Reviewed on 2010 February 27
Offbeat little horror comedy about a young boy that wonders exactly where his nice suburban parents get their barbecue.
Michael Laemle (Bryan Madorsky) should ostensibly be a happy kid: it’s 1950s suburbia, and on the surface the biggest concern of most Americans would seem to be whether to garnish their martini with an olive or Gibson it with one of those to-die-for little onions. His parents, Nick and Lily (Randy Quaid and Mary Beth Hurt), seem to adore him and they live in a very nice house. Daddy’s job in Toxico is really going places. Yet Michael can’t shake his nightmares or bring himself to eat much at the family dinner table, which attests to their financial success. Every night Nick opens a nice bottle of wine, and Lily spreads their midcentury modern dining table with more cuts of meat than an A&P. When Michael asks where it comes from his parents just laugh his fears off, but he knows there’s something wrong.

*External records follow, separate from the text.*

// SPDX-License-Identifier: MIT
// Copyright (c) 2026 Alfred Jean LLC

//! CLI argument parsing with clap derive.

use std::path::PathBuf;

use clap::{Parser, Subcommand};

/// Aggregates filesystem test-suite run logs into conformance reports
#[derive(Parser)]
#[command(name = "fsmatrix")]
#[command(version, about, long_about = None)]
#[command(propagate_version = true)]
pub struct Cli {
    #[command(subcommand)]
    pub command: Command,
}

#[derive(Subcommand)]
pub enum Command {
    /// Print the test x backend result matrix as CSV
    Csv(CsvArgs),
    /// Print the full Markdown conformance report
    Report(ReportArgs),
}

#[derive(clap::Args)]
pub struct CsvArgs {
    /// Directory of run logs, one JSON-lines file per backend
    #[arg(value_name = "RESULTS_DIR")]
    pub results: PathBuf,
}

#[derive(clap::Args)]
pub struct ReportArgs {
    /// Report-definition document (TOML: prelude, repo, topics)
    #[arg(value_name = "DEFS")]
    pub defs: PathBuf,

    /// Directory of run logs, one JSON-lines file per backend
    #[arg(value_name = "RESULTS_DIR")]
    pub results: PathBuf,

    /// Test-suite source root searched for test declarations
    #[arg(long, default_value = "src/tests", value_name = "DIR")]
    pub source: PathBuf,
}

#[cfg(test)]
#[path = "cli_tests.rs"]
mod tests;
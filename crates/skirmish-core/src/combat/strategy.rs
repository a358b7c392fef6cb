//! Attack strategies.
//!
//! The set of combat styles is closed, so strategies are an enum dispatched
//! by tag rather than trait objects. Every variant answers the same four
//! questions the combat hook asks:
//!
//! - [`Strategy::required_distance`]: how close the attacker must be
//! - [`Strategy::prepare_attack`]: whether it can attack now (and pays for it)
//! - [`Strategy::attack`]: the hit outcome against a target
//! - [`Strategy::recovery_ticks`]: the attack timer after a strike
//!
//! Damage rolls are deliberately simple (uniform per sub-hit); accuracy and
//! bonus formulas belong to the content layer.

use rand::Rng;
use serde::{Deserialize, Serialize};

use super::hit::{CombatStyle, Hit, HitOutcome, MAX_SUB_HITS};
use crate::entity::{ArmourSet, Entity};

/// Close-combat weapon.
#[derive(Debug, Clone, Copy, PartialEq, Eq, Serialize, Deserialize)]
pub struct Melee {
    /// Highest damage per sub-hit.
    pub max_hit: u32,
    /// Ticks between swings.
    pub speed: u32,
    /// Sub-hits per swing (1 to 4).
    pub sub_hits: u8,
}

impl Default for Melee {
    fn default() -> Self {
        Self {
            max_hit: 5,
            speed: 4,
            sub_hits: 1,
        }
    }
}

/// Bow, crossbow or thrown weapon.
#[derive(Debug, Clone, Copy, PartialEq, Eq, Serialize, Deserialize)]
pub struct Ranged {
    /// Highest damage per sub-hit.
    pub max_hit: u32,
    /// Ticks between shots.
    pub speed: u32,
    /// Attack range in tiles.
    pub range: i32,
    /// Sub-hits per shot (1 to 4); each consumes one piece of ammunition.
    pub sub_hits: u8,
}

impl Default for Ranged {
    fn default() -> Self {
        Self {
            max_hit: 8,
            speed: 4,
            range: 7,
            sub_hits: 1,
        }
    }
}

/// Combat spell.
#[derive(Debug, Clone, Copy, PartialEq, Eq, Serialize, Deserialize)]
pub struct Magic {
    /// Highest damage.
    pub max_hit: u32,
    /// Ticks between casts.
    pub speed: u32,
    /// Casting range in tiles.
    pub range: i32,
    /// Rune charges consumed per cast.
    pub rune_cost: u32,
}

impl Default for Magic {
    fn default() -> Self {
        Self {
            max_hit: 10,
            speed: 5,
            range: 8,
            rune_cost: 1,
        }
    }
}

/// The active attack strategy of a combat session.
#[derive(Debug, Clone, Copy, PartialEq, Eq, Serialize, Deserialize)]
pub enum Strategy {
    /// Melee attacks.
    Melee(Melee),
    /// Ranged attacks.
    Ranged(Ranged),
    /// Magic attacks.
    Magic(Magic),
}

impl Default for Strategy {
    fn default() -> Self {
        Self::Melee(Melee::default())
    }
}

impl Strategy {
    /// Picks the strategy an entity fights with right now.
    #[must_use]
    pub fn determine(entity: &Entity) -> Self {
        entity.loadout()
    }

    /// Attack style of this strategy.
    #[must_use]
    pub const fn style(self) -> CombatStyle {
        match self {
            Self::Melee(_) => CombatStyle::Melee,
            Self::Ranged(_) => CombatStyle::Ranged,
            Self::Magic(_) => CombatStyle::Magic,
        }
    }

    /// Tiles within which the attacker may strike.
    #[must_use]
    pub const fn required_distance(self) -> i32 {
        match self {
            Self::Melee(_) => 1,
            Self::Ranged(r) => r.range,
            Self::Magic(m) => m.range,
        }
    }

    /// Checks and spends the resources one attack needs.
    ///
    /// Returns `false` (spending nothing) when the entity cannot afford the
    /// attack.
    pub fn prepare_attack(self, entity: &mut Entity) -> bool {
        let supplies = entity.supplies_mut();
        match self {
            Self::Melee(_) => true,
            Self::Ranged(r) => {
                let cost = u32::from(clamp_sub_hits(r.sub_hits));
                if supplies.ammunition < cost {
                    return false;
                }
                supplies.ammunition -= cost;
                true
            }
            Self::Magic(m) => {
                if supplies.runes < m.rune_cost {
                    return false;
                }
                supplies.runes -= m.rune_cost;
                true
            }
        }
    }

    /// Rolls the hit outcome against `target`.
    ///
    /// Returns `None` when there is nothing left to hit.
    pub fn attack<R>(self, attacker: &Entity, target: &Entity, rng: &mut R) -> Option<HitOutcome>
    where
        R: Rng + ?Sized,
    {
        if target.is_dead() {
            return None;
        }
        let (max_hit, sub_hits) = match self {
            Self::Melee(m) => (dharok_bonus(attacker, m.max_hit), m.sub_hits),
            Self::Ranged(r) => (r.max_hit, r.sub_hits),
            Self::Magic(m) => (m.max_hit, 1),
        };
        let hits = (0..clamp_sub_hits(sub_hits)).map(|_| Hit::new(rng.gen_range(0..=max_hit)));
        HitOutcome::new(self.style(), hits).ok()
    }

    /// Attack timer value after a strike (at least one tick).
    #[must_use]
    pub const fn recovery_ticks(self) -> u32 {
        let speed = match self {
            Self::Melee(m) => m.speed,
            Self::Ranged(r) => r.speed,
            Self::Magic(m) => m.speed,
        };
        if speed == 0 {
            1
        } else {
            speed
        }
    }
}

#[allow(clippy::cast_possible_truncation)]
fn clamp_sub_hits(sub_hits: u8) -> u8 {
    sub_hits.clamp(1, MAX_SUB_HITS as u8)
}

/// Full Dharok's raises the max hit in proportion to missing hitpoints.
fn dharok_bonus(attacker: &Entity, max_hit: u32) -> u32 {
    if attacker.armour() != Some(ArmourSet::Dharok) {
        return max_hit;
    }
    let hp = attacker.hitpoints();
    if hp.max == 0 {
        return max_hit;
    }
    let missing = hp.max - hp.current.min(hp.max);
    let bonus = u64::from(max_hit) * u64::from(missing) / u64::from(hp.max);
    u32::try_from(bonus).map_or(u32::MAX, |bonus| max_hit.saturating_add(bonus))
}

The plot is very simple, but this still works on several levels, one just being the primal scream of my arteries at the sight of all that stuff no matter what its origin. It serves nicely as a metaphor for both the superficiality of the ’50s and the often terrifying confusion that we all felt as children in an adult world, as well as a straight black comedy horror film. Detail junkies will love the props; I was coveting the midcentury modern house myself. Even the music was well-chosen, with a very raucous “Cherry Pink and Apple Blossom White” playing sarcastically over the opening credits. The acting is good too, from intense to deadpan, and the deadpan stuff carries over to the very end.
Two chocolate morsels, and a veggie platter.